[Collected data]
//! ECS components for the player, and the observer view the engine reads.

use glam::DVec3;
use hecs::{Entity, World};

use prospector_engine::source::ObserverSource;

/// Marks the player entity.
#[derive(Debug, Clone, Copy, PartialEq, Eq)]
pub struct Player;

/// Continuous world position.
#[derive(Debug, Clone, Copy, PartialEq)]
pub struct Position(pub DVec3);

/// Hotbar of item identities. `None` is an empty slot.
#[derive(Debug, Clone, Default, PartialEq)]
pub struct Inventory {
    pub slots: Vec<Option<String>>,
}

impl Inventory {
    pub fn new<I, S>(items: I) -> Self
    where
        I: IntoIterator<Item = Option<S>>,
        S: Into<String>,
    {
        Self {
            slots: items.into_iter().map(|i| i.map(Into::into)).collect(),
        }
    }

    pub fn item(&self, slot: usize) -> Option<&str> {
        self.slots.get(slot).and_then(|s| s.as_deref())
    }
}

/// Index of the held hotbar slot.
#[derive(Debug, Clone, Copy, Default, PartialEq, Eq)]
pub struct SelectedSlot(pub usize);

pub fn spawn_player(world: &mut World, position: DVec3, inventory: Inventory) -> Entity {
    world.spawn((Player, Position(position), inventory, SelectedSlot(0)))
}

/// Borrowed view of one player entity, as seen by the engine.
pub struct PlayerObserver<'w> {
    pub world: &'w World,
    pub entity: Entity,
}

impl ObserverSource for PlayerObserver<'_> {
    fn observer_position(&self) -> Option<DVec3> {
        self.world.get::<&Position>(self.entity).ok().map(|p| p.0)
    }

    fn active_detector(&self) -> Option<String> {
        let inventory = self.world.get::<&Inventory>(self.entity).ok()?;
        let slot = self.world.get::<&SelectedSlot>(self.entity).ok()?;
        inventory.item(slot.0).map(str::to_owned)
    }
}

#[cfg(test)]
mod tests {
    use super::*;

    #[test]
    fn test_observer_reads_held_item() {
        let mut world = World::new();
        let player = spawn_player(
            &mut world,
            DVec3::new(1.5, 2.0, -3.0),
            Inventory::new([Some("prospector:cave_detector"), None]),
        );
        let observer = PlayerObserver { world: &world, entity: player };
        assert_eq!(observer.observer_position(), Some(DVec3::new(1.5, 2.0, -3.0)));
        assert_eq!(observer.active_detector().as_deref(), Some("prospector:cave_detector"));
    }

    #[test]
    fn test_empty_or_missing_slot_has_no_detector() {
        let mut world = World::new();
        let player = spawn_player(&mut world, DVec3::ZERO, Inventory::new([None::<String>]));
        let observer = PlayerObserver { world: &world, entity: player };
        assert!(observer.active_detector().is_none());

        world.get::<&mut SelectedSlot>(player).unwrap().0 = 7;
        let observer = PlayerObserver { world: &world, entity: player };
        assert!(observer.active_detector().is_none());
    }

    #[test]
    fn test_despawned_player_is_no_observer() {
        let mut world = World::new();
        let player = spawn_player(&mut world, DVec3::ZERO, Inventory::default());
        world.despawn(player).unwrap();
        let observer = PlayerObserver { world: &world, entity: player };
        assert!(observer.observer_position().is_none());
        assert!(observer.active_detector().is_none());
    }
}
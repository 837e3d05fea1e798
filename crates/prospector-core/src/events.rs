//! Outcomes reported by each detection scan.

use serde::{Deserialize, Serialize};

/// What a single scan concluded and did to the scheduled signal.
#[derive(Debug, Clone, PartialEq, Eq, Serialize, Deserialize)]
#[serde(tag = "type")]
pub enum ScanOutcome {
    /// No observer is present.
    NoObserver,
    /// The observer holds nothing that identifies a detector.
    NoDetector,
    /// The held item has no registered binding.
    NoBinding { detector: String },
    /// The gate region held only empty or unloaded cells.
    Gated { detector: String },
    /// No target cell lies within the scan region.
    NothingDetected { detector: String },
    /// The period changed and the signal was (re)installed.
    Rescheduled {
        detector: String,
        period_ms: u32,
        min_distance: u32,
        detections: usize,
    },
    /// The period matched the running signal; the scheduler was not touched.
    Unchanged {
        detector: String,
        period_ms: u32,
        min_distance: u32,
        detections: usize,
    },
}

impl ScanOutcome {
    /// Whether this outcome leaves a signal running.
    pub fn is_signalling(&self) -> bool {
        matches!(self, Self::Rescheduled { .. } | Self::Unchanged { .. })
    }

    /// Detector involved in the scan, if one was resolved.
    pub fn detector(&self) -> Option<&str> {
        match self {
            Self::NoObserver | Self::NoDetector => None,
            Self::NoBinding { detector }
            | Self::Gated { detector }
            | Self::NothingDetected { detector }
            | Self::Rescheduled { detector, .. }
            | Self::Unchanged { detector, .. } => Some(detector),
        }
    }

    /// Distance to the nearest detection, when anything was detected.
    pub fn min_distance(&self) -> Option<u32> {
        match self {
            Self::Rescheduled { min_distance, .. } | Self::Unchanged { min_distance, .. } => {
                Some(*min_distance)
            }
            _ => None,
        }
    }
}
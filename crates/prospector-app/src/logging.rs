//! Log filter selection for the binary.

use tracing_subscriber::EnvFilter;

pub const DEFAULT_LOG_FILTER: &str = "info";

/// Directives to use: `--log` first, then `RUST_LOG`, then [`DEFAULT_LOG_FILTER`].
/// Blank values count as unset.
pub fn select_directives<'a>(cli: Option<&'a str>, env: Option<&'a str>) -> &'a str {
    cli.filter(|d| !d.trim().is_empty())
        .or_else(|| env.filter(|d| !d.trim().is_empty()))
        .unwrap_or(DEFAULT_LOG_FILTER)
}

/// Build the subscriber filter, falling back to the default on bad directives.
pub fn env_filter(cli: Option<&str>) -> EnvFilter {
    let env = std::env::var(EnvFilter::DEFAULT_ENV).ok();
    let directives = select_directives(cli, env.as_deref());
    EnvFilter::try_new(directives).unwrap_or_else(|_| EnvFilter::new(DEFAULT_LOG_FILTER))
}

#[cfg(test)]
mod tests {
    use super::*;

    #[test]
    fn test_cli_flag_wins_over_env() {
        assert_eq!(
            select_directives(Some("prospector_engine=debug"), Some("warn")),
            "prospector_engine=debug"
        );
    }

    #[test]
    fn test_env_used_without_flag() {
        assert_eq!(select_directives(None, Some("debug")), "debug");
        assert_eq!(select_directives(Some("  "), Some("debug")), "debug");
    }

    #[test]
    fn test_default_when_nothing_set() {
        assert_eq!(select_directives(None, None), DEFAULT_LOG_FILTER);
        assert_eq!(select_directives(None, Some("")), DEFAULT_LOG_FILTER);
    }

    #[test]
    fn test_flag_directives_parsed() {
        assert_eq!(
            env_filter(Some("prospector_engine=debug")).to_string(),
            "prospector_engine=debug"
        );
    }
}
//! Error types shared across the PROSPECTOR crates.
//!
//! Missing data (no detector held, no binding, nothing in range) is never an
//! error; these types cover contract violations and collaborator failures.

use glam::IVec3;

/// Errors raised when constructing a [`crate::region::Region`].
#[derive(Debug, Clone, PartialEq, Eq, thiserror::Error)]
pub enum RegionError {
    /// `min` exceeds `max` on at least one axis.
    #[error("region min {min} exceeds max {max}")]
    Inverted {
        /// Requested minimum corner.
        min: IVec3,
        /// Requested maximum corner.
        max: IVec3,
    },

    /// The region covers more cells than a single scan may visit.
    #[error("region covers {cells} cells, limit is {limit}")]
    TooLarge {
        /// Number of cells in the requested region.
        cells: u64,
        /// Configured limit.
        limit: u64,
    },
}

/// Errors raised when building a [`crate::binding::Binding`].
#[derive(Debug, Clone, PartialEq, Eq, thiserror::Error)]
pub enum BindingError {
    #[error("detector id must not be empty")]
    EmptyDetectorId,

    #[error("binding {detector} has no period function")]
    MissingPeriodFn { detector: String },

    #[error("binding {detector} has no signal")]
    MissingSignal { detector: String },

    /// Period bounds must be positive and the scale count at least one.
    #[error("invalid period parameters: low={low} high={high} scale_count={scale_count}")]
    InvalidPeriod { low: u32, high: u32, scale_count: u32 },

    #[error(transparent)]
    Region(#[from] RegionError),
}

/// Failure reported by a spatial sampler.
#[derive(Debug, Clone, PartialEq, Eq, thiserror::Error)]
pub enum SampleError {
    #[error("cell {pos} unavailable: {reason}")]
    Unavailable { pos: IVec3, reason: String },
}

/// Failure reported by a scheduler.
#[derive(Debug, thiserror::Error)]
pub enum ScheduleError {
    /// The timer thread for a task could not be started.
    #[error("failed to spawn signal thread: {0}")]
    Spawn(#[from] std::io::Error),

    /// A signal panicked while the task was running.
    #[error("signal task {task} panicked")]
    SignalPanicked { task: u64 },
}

Required action:
Scan the entries above for the string "reported" and copy each line containing it.

Completed exercise:
//! Outcomes reported by each detection scan.
/// Failure reported by a spatial sampler.
/// Failure reported by a scheduler.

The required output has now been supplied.